"Vinieron los sarracenos,
y nos molieron a palos;
Que Dios ayuda a los malos,
Cuando son MÁS que los buenos."
Así, con este poema de origen incierto, pero que apunta a los años duros del medievo, comenzaba el genial Juan Eugenio Hartzenbusch unas décimas leídas en el Teatro del Circo en la noche del 25 de enero de 1860, en plena Guerra de África. Episodio aquél, el de la Guerra de África, el cual merece la pena conocer, analizar y comprender, incluidas décimas del insigne Hartzenbusch (no confundir con el no menos insigne veterinario Hugo Z. Hackenbush, a quien muchos conocimos en “Un día en las carreras”).

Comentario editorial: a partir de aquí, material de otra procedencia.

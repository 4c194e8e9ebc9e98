//! Inspect command implementation.

use serde::Serialize;
use std::path::Path;
use tslevel_core::{
    CompactionConfig, CompactionLogAnalyzer, CoreResult, LevelRegistry, StorageGroupDir,
};

/// Storage group inspection result.
#[derive(Debug, Serialize)]
pub struct InspectResult {
    /// Storage group directory.
    pub path: String,
    /// Storage group name.
    pub name: String,
    /// Number of live sequence files.
    pub sequence_files: usize,
    /// Number of live unsequence files.
    pub unsequence_files: usize,
    /// Total size of live data files in bytes.
    pub total_size: u64,
    /// Per-partition level counts, ascending by partition.
    pub partitions: Vec<PartitionLevels>,
    /// State of a pending compaction log, if one exists.
    #[serde(skip_serializing_if = "Option::is_none")]
    pub pending_log: Option<PendingLog>,
    /// Every data file (if requested).
    #[serde(skip_serializing_if = "Option::is_none")]
    pub files: Option<Vec<FileInfo>>,
}

/// File counts per level for one partition.
#[derive(Debug, Serialize)]
pub struct PartitionLevels {
    /// Partition ID.
    pub partition: i64,
    /// Sequence file count per level, level 0 first.
    pub sequence: Vec<usize>,
    /// Unsequence file count per level, level 0 first.
    pub unsequence: Vec<usize>,
}

/// What a leftover compaction log records.
#[derive(Debug, Serialize)]
pub struct PendingLog {
    /// Number of logged sources.
    pub sources: usize,
    /// Logged target.
    pub target: Option<String>,
    /// Whether the swap had committed.
    pub merge_finished: bool,
    /// Read error, if the log is unusable.
    #[serde(skip_serializing_if = "Option::is_none")]
    pub error: Option<String>,
}

/// One live data file.
#[derive(Debug, Serialize)]
pub struct FileInfo {
    /// File path.
    pub path: String,
    /// Whether it is a sequence file.
    pub sequence: bool,
    /// Partition ID.
    pub partition: i64,
    /// Level the file sits at.
    pub level: usize,
    /// First timestamp.
    pub start: i64,
    /// Last timestamp.
    pub end: i64,
    /// Size in bytes.
    pub size: u64,
}

/// Runs the inspect command.
pub fn run(
    path: &Path,
    name: &str,
    show_files: bool,
    format: &str,
) -> Result<(), Box<dyn std::error::Error>> {
    let dir = StorageGroupDir::open(path, name, false)?;
    let result = collect(&dir, show_files)?;

    // Output
    match format {
        "json" => {
            println!("{}", serde_json::to_string_pretty(&result)?);
        }
        _ => {
            print_text_output(&result);
        }
    }

    Ok(())
}

/// Gathers level and log information for `dir`.
pub fn collect(dir: &StorageGroupDir, show_files: bool) -> CoreResult<InspectResult> {
    let config = CompactionConfig::default();
    let registry = LevelRegistry::new(&config);
    let scanned = dir.scan()?;
    let total_size = scanned
        .sequence
        .iter()
        .chain(&scanned.unsequence)
        .map(|f| f.size())
        .sum();
    registry.add_all(scanned.sequence, true);
    registry.add_all(scanned.unsequence, false);

    let mut partition_ids = registry.partitions(true);
    partition_ids.extend(registry.partitions(false));
    partition_ids.sort();
    partition_ids.dedup();
    let partitions = partition_ids
        .into_iter()
        .map(|partition| PartitionLevels {
            partition: partition.as_i64(),
            sequence: registry.level_sizes(true, partition),
            unsequence: registry.level_sizes(false, partition),
        })
        .collect();

    let log_path = dir.compaction_log_path();
    let pending_log = log_path.exists().then(|| match CompactionLogAnalyzer::analyze(&log_path) {
        Ok(summary) => PendingLog {
            sources: summary.sources.len(),
            target: summary.target.map(|t| t.display().to_string()),
            merge_finished: summary.merge_finished,
            error: None,
        },
        Err(err) => PendingLog {
            sources: 0,
            target: None,
            merge_finished: false,
            error: Some(err.to_string()),
        },
    });

    let files = show_files.then(|| {
        [true, false]
            .into_iter()
            .flat_map(|is_sequence| {
                registry
                    .list(is_sequence)
                    .into_iter()
                    .map(move |file| (is_sequence, file))
            })
            .map(|(is_sequence, file)| FileInfo {
                path: file.path().display().to_string(),
                sequence: is_sequence,
                partition: file.partition().as_i64(),
                level: file.level(config.max_level_num),
                start: file.time_range().start,
                end: file.time_range().end,
                size: file.size(),
            })
            .collect()
    });

    Ok(InspectResult {
        path: dir.root().display().to_string(),
        name: dir.name().to_string(),
        sequence_files: registry.size(true),
        unsequence_files: registry.size(false),
        total_size,
        partitions,
        pending_log,
        files,
    })
}

fn print_text_output(result: &InspectResult) {
    println!("Storage group: {} ({})", result.name, result.path);
    println!();
    println!("Data files:");
    println!("  Sequence:   {}", result.sequence_files);
    println!("  Unsequence: {}", result.unsequence_files);
    println!("  Total size: {} bytes", result.total_size);
    println!();

    if result.partitions.is_empty() {
        println!("No partitions");
    } else {
        println!("Levels (level 0 first):");
        for p in &result.partitions {
            println!(
                "  partition {:>6}  seq {:?}  unseq {:?}",
                p.partition, p.sequence, p.unsequence
            );
        }
    }

    if let Some(log) = &result.pending_log {
        println!();
        match &log.error {
            Some(err) => println!("Pending compaction log is unreadable: {err}"),
            None => {
                println!("Pending compaction log:");
                println!("  Sources:        {}", log.sources);
                println!(
                    "  Target:         {}",
                    log.target.as_deref().unwrap_or("(none)")
                );
                println!("  Merge finished: {}", log.merge_finished);
                println!("  Run `tslevel recover` to repair");
            }
        }
    }

    if let Some(files) = &result.files {
        println!();
        println!("Files:");
        for f in files {
            println!(
                "  {} [{}] L{} {}..={} {} bytes",
                f.path,
                if f.sequence { "seq" } else { "unseq" },
                f.level,
                f.start,
                f.end,
                f.size
            );
        }
    }
}
//! # tslevel Testkit
//!
//! Test utilities for tslevel.
//!
//! This crate provides:
//! - Temporary storage groups with data file builders
//! - Recording and fault-injecting collaborators
//! - Property-based test generators using proptest
//!
//! The cross-crate scenario tests live in this crate's `tests/` directory.
//!
//! ## Usage
//!
//! ```rust,ignore
//! use tslevel_testkit::prelude::*;
//!
//! #[test]
//! fn merges_level_zero() {
//!     let group = TestStorageGroup::new("sg");
//!     group.write_series(true, 0, TsFileName::new(1, 1, 0), 0..10);
//!     group.write_series(false, 0, TsFileName::new(2, 1, 0), 5..15);
//!     let (collaborators, recorders) = recording_collaborators();
//!     let manager = group.open_manager(CompactionConfig::default(), collaborators);
//!     assert!(manager.run_cycle(PartitionId::new(0)).is_merged());
//! }
//! ```

#![deny(unsafe_code)]
#![warn(missing_docs)]

pub mod collaborators;
pub mod fixtures;
pub mod generators;

/// Prelude module for convenient imports
pub mod prelude {
    pub use crate::collaborators::*;
    pub use crate::fixtures::*;
    pub use crate::generators::*;
    pub use tslevel_core::{
        CompactionConfig, CompactionManager, CycleOutcome, FileResource, LevelRegistry,
        PartitionId, SelectorKind, TsFileName,
    };
}

pub use collaborators::*;
pub use fixtures::*;
pub use generators::*;
//! Tombstone (modification) files.
//!
//! Every data file may carry a sibling `<file>.mods` holding the deletions
//! recorded against it after it was sealed. The file is line oriented and
//! append-only:
//!
//! ```text
//! DELETION,<file_offset>,<start_time>,<end_time>,<series>
//! ```
//!
//! `file_offset` is the data file length at the time of the deletion, so a
//! reader can tell which chunks predate it. Once a deletion has been moved
//! onto a merged file the physical offsets no longer line up, and the offset
//! is set to [`UNBOUNDED_OFFSET`] meaning "applies to every chunk".

use crate::backend::LogBackend;
use crate::error::{StorageError, StorageResult};
use crate::file::FileLog;
use std::ffi::OsString;
use std::path::{Path, PathBuf};

/// Suffix appended to a data file path to locate its modification file.
pub const MODS_SUFFIX: &str = ".mods";

/// Offset marking a deletion that applies to the whole file.
pub const UNBOUNDED_OFFSET: u64 = u64::MAX;

const DELETION_TAG: &str = "DELETION";

/// A deletion of a time range of one series.
#[derive(Debug, Clone, PartialEq, Eq, Hash)]
pub struct Modification {
    /// Series the deletion applies to.
    pub series: String,
    /// First deleted timestamp (inclusive).
    pub start: i64,
    /// Last deleted timestamp (inclusive).
    pub end: i64,
    /// Data file length when the deletion was recorded.
    pub file_offset: u64,
}

impl Modification {
    /// Creates a deletion of `series` over `start..=end`.
    pub fn deletion(series: impl Into<String>, start: i64, end: i64, file_offset: u64) -> Self {
        Self {
            series: series.into(),
            start,
            end,
            file_offset,
        }
    }

    /// Returns true if this deletion removes the given sample.
    #[must_use]
    pub fn covers(&self, series: &str, time: i64) -> bool {
        self.series == series && self.start <= time && time <= self.end
    }

    /// Returns true if both records delete the same series and range,
    /// regardless of the offset they were recorded at.
    #[must_use]
    pub fn same_predicate(&self, other: &Self) -> bool {
        self.series == other.series && self.start == other.start && self.end == other.end
    }

    /// Returns a copy whose offset is [`UNBOUNDED_OFFSET`].
    #[must_use]
    pub fn unbounded(&self) -> Self {
        Self {
            file_offset: UNBOUNDED_OFFSET,
            ..self.clone()
        }
    }

    fn encode_line(&self) -> String {
        format!(
            "{DELETION_TAG},{},{},{},{}\n",
            self.file_offset, self.start, self.end, self.series
        )
    }

    fn decode_line(line: &str, line_no: usize) -> StorageResult<Self> {
        let invalid = |reason: &str| StorageError::InvalidModification {
            line: line_no,
            reason: reason.to_string(),
        };

        let mut fields = line.splitn(5, ',');
        match fields.next() {
            Some(DELETION_TAG) => {}
            Some(other) => return Err(invalid(&format!("unknown record type {other}"))),
            None => return Err(invalid("empty record")),
        }
        let file_offset = fields
            .next()
            .and_then(|f| f.parse::<u64>().ok())
            .ok_or_else(|| invalid("bad file offset"))?;
        let start = fields
            .next()
            .and_then(|f| f.parse::<i64>().ok())
            .ok_or_else(|| invalid("bad start time"))?;
        let end = fields
            .next()
            .and_then(|f| f.parse::<i64>().ok())
            .ok_or_else(|| invalid("bad end time"))?;
        let series = fields
            .next()
            .filter(|s| !s.is_empty())
            .ok_or_else(|| invalid("missing series"))?;

        Ok(Self::deletion(series, start, end, file_offset))
    }
}

/// Returns the modification file path belonging to a data file.
#[must_use]
pub fn mods_path_for(data_path: &Path) -> PathBuf {
    let mut name = OsString::from(data_path.as_os_str());
    name.push(MODS_SUFFIX);
    PathBuf::from(name)
}

/// The modification file of one data file.
pub struct ModificationFile {
    data_path: PathBuf,
    log: Box<dyn LogBackend>,
}

impl ModificationFile {
    /// Opens the on-disk modification file of `data_path`.
    ///
    /// The file is created lazily on the first append.
    #[must_use]
    pub fn for_data_file(data_path: &Path) -> Self {
        let log = FileLog::new(&mods_path_for(data_path));
        Self::with_backend(data_path, Box::new(log))
    }

    /// Wraps an arbitrary backend, e.g. [`crate::MemoryLog`] in tests.
    #[must_use]
    pub fn with_backend(data_path: &Path, log: Box<dyn LogBackend>) -> Self {
        Self {
            data_path: data_path.to_path_buf(),
            log,
        }
    }

    /// Returns the data file this modification file belongs to.
    #[must_use]
    pub fn data_path(&self) -> &Path {
        &self.data_path
    }

    /// Returns true if any modification was ever recorded.
    #[must_use]
    pub fn exists(&self) -> bool {
        self.log.exists()
    }

    /// Reads every recorded modification in append order.
    ///
    /// A trailing line without a newline is a torn append and is skipped.
    ///
    /// # Errors
    ///
    /// Returns an error on I/O failure or an unparsable complete line.
    pub fn read_all(&self) -> StorageResult<Vec<Modification>> {
        let data = self.log.read_all()?;
        let text = String::from_utf8_lossy(&data);
        let complete = match text.rfind('\n') {
            Some(end) => &text[..=end],
            None => "",
        };
        complete
            .lines()
            .enumerate()
            .filter(|(_, line)| !line.trim().is_empty())
            .map(|(idx, line)| Modification::decode_line(line.trim_end(), idx + 1))
            .collect()
    }

    /// Appends one modification.
    ///
    /// # Errors
    ///
    /// Returns an error if the write fails.
    pub fn append(&mut self, modification: &Modification) -> StorageResult<()> {
        self.log.append(modification.encode_line().as_bytes())?;
        Ok(())
    }

    /// Makes all appended modifications durable.
    ///
    /// # Errors
    ///
    /// Returns an error if the sync fails.
    pub fn sync(&mut self) -> StorageResult<()> {
        self.log.sync()
    }

    /// Deletes the modification file.
    ///
    /// # Errors
    ///
    /// Returns an error if the file exists but cannot be removed.
    pub fn remove(&mut self) -> StorageResult<()> {
        self.log.remove()
    }
}

impl std::fmt::Debug for ModificationFile {
    fn fmt(&self, f: &mut std::fmt::Formatter<'_>) -> std::fmt::Result {
        f.debug_struct("ModificationFile")
            .field("data_path", &self.data_path)
            .field("exists", &self.exists())
            .finish_non_exhaustive()
    }
}

#[cfg(test)]
mod tests {
    use super::*;
    use crate::MemoryLog;
    use proptest::prelude::*;
    use tempfile::tempdir;

    #[test]
    fn mods_path_appends_suffix() {
        let path = mods_path_for(Path::new("/data/seq/0/1-1-0.tsfile"));
        assert_eq!(path, PathBuf::from("/data/seq/0/1-1-0.tsfile.mods"));
    }

    #[test]
    fn append_and_read_back() {
        let dir = tempdir().unwrap();
        let data = dir.path().join("1-1-0.tsfile");
        let mut mods = ModificationFile::for_data_file(&data);
        assert!(!mods.exists());

        let first = Modification::deletion("root.sg.d1.s1", 0, 100, 42);
        let second = Modification::deletion("root.sg.d1.s2", 5, 6, 42);
        mods.append(&first).unwrap();
        mods.append(&second).unwrap();
        mods.sync().unwrap();

        let reopened = ModificationFile::for_data_file(&data);
        assert_eq!(reopened.read_all().unwrap(), vec![first, second]);
    }

    #[test]
    fn series_may_contain_commas() {
        let mut mods = ModificationFile::with_backend(Path::new("x"), Box::new(MemoryLog::new()));
        let m = Modification::deletion("root.sg.`a,b`", -5, 5, UNBOUNDED_OFFSET);
        mods.append(&m).unwrap();
        assert_eq!(mods.read_all().unwrap(), vec![m]);
    }

    #[test]
    fn torn_tail_is_ignored() {
        let log = MemoryLog::with_data(b"DELETION,1,0,10,s1\nDELETION,2,0".to_vec());
        let mods = ModificationFile::with_backend(Path::new("x"), Box::new(log));

        let read = mods.read_all().unwrap();
        assert_eq!(read, vec![Modification::deletion("s1", 0, 10, 1)]);
    }

    #[test]
    fn garbage_line_is_an_error() {
        let log = MemoryLog::with_data(b"UPSERT,1,0,10,s1\n".to_vec());
        let mods = ModificationFile::with_backend(Path::new("x"), Box::new(log));

        assert!(matches!(
            mods.read_all(),
            Err(StorageError::InvalidModification { line: 1, .. })
        ));
    }

    #[test]
    fn predicate_ignores_offset() {
        let a = Modification::deletion("s1", 1, 2, 10);
        let b = a.unbounded();
        assert_ne!(a, b);
        assert!(a.same_predicate(&b));
        assert!(a.covers("s1", 2));
        assert!(!a.covers("s1", 3));
        assert!(!a.covers("s2", 1));
    }

    proptest! {
        #[test]
        fn records_survive_any_series_name(
            series in "[a-z0-9.,`_]{1,24}",
            start in -1_000i64..1_000,
            len in 0i64..1_000,
            offset in any::<u64>(),
        ) {
            let mut mods = ModificationFile::with_backend(Path::new("x"), Box::new(MemoryLog::new()));
            let m = Modification::deletion(series.clone(), start, start + len, offset);
            mods.append(&m).unwrap();

            let read = mods.read_all().unwrap();
            prop_assert_eq!(read.len(), 1);
            prop_assert!(read[0].same_predicate(&m));
            prop_assert_eq!(read[0].file_offset, offset);
            prop_assert!(read[0].covers(&series, start + len));
            prop_assert!(!read[0].covers(&series, start + len + 1));
        }
    }
}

Con este un tanto caótico introito, quiero empezar mi reflexión de hoy, martes 8 de febrero, día de San Lacuto Abad, hermano de los santos Winwaldo y Guethnoc, que construyó cerca del mar el monasterio que después llevó su nombre en el siglo VI en la Bretaña Menor. Bajo su manto protector pues, y teclado en ristre (ay, dónde quedaron las estilográficas y el buen papel del galgo, snif) procedo a narrar los nubarrones que a ratos sombrean mi pensamiento.
Hay veces en las que me planteo si merece la pena seguir remando a contracorriente en vez de dejarme llevar, veces en las que me siento un bicho raro, un punto oscuro entre tantos colorines. Siempre he sido el bicho raro, aquél a quien no le gusta el fútbol, ni el famoseo, quien fue el chico bueno al que muchas amigas acudían a contar sus penas con los malotes de la pandilla, y que no se comió un rosco hasta que mi dama se cruzó en el sendero.
Ya son más de 50 años dando bordadas para poder avanzar con el viento en contra, en todos los sentidos: en mi trabajo, educando a mis hijos… A nivel laboral, he pasado ya por 6 empresas diferentes, y no he pasado de un nivel de mando intermedio a nivel técnico, cuando compañeros más jóvenes que yo, ya andan por puestos directivos, triunfadores de la feria a hombros por la puerta del príncipe, mientras yo sigo en la sombra. Y no es por falta de formación ni de competencia, os lo aseguro. Los malotes siguen triunfando, los ambiciosos, los que saben moverse entre bambalinas, los que se guardan el as en la manga y luego exigen que les devuelvan los favores.
Tal vez me he equivocado, a veces pienso. Tendría mejor sueldo, parking techado con mi nombre puesto, despacho con vistas al mar, bien relacionado y con una brillantísima proyección de futuro. Entonces, miro a mi entorno inmediato, a la bella esposa que supo valorar lo que mi capa gris ocultaba, miro a mis hijos, ya con 20 y 16 años, y las nubes se despejan, vuelvo a agarrar el remo, a cazar la escota de la vela mayor, doy otra bordada contra el viento, sonrío orgulloso y sigo navegando.